| Study material |
═══

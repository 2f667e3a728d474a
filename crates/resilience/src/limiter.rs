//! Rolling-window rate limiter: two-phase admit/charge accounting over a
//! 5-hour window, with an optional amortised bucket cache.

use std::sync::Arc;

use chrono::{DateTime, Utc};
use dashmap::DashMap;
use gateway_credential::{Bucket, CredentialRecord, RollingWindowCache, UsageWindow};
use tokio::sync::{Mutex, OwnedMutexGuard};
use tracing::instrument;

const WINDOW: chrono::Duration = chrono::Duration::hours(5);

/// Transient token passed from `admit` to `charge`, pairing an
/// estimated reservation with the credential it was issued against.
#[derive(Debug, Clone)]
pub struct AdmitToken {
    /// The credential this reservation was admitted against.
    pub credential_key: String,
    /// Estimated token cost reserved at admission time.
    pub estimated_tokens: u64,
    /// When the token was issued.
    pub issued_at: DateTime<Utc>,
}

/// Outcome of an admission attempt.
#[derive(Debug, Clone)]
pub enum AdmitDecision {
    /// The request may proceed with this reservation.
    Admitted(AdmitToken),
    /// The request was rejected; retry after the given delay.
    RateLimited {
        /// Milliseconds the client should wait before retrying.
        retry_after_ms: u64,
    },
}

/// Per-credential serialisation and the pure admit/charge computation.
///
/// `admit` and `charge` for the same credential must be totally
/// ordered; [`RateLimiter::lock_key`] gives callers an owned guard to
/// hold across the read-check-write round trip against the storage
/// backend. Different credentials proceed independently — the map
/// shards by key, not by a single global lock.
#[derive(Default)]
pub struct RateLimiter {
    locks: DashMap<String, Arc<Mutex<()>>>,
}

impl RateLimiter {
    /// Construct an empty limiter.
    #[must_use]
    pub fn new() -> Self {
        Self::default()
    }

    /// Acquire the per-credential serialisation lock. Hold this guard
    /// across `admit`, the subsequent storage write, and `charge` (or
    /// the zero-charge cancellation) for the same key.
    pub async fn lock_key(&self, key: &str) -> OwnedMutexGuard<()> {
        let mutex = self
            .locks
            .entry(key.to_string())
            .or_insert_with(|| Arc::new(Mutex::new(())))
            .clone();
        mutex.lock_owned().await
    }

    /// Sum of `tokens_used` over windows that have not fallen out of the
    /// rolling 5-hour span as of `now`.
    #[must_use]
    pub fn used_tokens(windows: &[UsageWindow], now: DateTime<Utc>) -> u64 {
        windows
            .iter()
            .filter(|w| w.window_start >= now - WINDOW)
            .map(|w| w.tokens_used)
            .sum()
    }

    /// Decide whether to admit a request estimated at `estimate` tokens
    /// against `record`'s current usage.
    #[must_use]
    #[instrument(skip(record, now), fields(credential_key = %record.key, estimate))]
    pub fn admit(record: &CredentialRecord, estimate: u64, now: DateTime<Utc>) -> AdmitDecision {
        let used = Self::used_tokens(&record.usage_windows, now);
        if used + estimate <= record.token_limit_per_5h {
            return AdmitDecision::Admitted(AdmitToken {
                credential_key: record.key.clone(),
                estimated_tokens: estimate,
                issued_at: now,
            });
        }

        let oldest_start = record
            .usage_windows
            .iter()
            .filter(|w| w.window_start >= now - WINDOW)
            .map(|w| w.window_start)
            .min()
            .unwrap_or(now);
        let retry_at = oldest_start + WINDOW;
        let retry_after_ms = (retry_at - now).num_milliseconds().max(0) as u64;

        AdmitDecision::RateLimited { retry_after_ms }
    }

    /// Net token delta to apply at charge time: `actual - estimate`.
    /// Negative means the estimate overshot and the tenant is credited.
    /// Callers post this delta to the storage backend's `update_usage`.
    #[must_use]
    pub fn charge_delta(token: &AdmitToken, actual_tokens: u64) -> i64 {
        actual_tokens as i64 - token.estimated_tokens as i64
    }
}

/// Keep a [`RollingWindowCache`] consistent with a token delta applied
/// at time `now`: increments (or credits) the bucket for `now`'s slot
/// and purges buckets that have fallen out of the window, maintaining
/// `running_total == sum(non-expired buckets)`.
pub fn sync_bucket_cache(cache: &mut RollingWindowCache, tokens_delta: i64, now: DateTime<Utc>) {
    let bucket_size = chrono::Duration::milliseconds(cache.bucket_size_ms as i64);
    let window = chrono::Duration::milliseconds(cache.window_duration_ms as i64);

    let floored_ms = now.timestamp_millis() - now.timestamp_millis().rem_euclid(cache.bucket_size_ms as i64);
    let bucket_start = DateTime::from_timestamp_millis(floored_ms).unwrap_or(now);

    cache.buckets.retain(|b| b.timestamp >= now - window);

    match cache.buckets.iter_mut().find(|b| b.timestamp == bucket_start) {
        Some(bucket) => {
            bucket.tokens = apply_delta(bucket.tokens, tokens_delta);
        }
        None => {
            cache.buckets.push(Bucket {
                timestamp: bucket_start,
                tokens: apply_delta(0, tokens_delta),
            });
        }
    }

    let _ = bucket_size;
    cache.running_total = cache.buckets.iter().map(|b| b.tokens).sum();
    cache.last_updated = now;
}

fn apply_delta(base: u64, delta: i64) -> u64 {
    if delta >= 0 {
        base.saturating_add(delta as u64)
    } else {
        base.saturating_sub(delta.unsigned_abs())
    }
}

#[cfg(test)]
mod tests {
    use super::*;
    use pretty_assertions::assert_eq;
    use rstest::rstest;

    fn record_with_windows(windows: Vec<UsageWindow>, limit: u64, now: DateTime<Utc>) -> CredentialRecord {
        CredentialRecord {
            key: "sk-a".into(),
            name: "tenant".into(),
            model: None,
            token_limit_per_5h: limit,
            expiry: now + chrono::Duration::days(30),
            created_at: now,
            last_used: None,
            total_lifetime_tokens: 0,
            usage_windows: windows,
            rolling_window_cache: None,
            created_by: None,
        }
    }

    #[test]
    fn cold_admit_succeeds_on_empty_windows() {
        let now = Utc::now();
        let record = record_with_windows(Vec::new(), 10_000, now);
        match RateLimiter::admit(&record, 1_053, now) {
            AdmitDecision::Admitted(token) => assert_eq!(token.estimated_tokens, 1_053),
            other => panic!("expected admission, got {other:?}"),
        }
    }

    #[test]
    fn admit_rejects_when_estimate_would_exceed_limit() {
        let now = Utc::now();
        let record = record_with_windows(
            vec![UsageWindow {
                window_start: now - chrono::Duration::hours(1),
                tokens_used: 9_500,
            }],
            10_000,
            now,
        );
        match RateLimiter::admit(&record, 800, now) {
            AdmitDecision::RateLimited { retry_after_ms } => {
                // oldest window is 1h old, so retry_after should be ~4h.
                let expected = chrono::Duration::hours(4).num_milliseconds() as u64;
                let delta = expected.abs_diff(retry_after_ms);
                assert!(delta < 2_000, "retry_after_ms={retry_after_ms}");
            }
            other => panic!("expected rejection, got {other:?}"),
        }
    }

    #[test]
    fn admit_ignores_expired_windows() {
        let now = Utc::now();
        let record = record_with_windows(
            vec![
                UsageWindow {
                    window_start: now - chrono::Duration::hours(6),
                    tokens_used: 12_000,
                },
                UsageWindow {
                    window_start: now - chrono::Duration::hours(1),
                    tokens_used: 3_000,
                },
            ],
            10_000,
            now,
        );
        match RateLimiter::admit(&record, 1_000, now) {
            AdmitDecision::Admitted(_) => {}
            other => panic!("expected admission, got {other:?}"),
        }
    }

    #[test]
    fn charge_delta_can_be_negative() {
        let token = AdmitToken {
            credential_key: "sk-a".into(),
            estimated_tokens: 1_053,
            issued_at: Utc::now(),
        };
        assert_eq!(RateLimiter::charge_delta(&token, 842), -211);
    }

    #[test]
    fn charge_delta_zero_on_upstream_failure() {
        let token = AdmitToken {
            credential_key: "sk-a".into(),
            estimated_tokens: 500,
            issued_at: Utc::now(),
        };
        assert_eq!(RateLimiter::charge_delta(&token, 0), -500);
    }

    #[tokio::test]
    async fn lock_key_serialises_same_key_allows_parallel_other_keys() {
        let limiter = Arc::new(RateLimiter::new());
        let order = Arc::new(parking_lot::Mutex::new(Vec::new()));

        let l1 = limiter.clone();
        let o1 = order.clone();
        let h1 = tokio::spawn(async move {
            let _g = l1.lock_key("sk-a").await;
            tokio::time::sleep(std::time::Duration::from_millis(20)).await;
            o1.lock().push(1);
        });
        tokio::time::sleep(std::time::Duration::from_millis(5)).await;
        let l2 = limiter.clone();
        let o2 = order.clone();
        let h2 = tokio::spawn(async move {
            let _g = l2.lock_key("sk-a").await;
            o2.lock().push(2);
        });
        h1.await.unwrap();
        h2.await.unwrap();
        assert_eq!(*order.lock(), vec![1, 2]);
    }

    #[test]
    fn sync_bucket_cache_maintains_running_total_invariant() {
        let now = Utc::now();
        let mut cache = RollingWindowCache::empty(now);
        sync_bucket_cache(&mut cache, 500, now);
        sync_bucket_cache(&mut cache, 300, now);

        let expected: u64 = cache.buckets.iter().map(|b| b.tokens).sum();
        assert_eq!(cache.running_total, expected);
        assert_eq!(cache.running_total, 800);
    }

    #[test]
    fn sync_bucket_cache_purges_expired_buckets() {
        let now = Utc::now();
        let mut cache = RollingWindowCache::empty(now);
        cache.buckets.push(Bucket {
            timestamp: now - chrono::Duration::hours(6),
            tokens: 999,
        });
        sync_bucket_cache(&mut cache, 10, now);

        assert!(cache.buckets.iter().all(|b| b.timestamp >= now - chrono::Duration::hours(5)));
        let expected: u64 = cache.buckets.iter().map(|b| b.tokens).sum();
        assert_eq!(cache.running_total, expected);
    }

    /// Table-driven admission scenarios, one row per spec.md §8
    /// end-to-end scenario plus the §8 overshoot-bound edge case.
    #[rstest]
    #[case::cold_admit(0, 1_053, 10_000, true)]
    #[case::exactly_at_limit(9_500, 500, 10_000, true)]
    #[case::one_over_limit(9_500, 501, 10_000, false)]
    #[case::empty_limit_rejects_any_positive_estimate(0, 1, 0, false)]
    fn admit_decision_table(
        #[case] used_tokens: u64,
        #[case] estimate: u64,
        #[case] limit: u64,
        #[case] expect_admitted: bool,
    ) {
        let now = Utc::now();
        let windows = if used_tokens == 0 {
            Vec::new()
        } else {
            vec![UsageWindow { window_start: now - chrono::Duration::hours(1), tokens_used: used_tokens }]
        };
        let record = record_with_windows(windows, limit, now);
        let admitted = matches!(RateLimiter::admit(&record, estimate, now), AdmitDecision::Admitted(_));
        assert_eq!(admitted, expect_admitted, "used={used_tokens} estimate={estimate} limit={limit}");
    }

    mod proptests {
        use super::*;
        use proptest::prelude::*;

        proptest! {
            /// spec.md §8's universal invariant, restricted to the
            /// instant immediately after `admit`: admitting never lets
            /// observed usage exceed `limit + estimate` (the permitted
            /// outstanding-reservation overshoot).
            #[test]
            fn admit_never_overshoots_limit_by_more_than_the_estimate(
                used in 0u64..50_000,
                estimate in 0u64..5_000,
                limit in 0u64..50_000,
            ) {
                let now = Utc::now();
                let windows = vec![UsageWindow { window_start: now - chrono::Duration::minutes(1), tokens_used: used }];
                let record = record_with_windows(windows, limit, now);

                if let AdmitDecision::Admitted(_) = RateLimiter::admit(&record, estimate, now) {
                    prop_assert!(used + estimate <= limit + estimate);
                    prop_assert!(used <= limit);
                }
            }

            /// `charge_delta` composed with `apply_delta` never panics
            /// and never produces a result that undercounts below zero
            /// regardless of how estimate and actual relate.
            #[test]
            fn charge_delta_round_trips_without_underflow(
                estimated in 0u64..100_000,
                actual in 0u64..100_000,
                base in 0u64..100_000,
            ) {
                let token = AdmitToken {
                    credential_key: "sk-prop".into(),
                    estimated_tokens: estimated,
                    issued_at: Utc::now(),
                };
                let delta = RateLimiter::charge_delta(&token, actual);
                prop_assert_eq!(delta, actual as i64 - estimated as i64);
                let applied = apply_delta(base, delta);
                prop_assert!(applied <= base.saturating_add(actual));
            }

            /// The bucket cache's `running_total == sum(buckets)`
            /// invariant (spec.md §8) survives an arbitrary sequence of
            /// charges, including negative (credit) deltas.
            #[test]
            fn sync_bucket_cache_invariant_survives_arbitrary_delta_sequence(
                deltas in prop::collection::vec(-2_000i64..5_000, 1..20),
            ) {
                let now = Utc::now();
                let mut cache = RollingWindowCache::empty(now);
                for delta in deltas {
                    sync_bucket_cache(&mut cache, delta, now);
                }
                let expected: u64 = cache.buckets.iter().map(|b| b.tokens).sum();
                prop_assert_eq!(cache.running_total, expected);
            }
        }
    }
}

═══

| Work required |
Where the word "tokio" shows up in a line of the entries above, copy that line.

| Written response |
use tokio::sync::{Mutex, OwnedMutexGuard};
    #[tokio::test]
        let h1 = tokio::spawn(async move {
            tokio::time::sleep(std::time::Duration::from_millis(20)).await;
        tokio::time::sleep(std::time::Duration::from_millis(5)).await;
        let h2 = tokio::spawn(async move {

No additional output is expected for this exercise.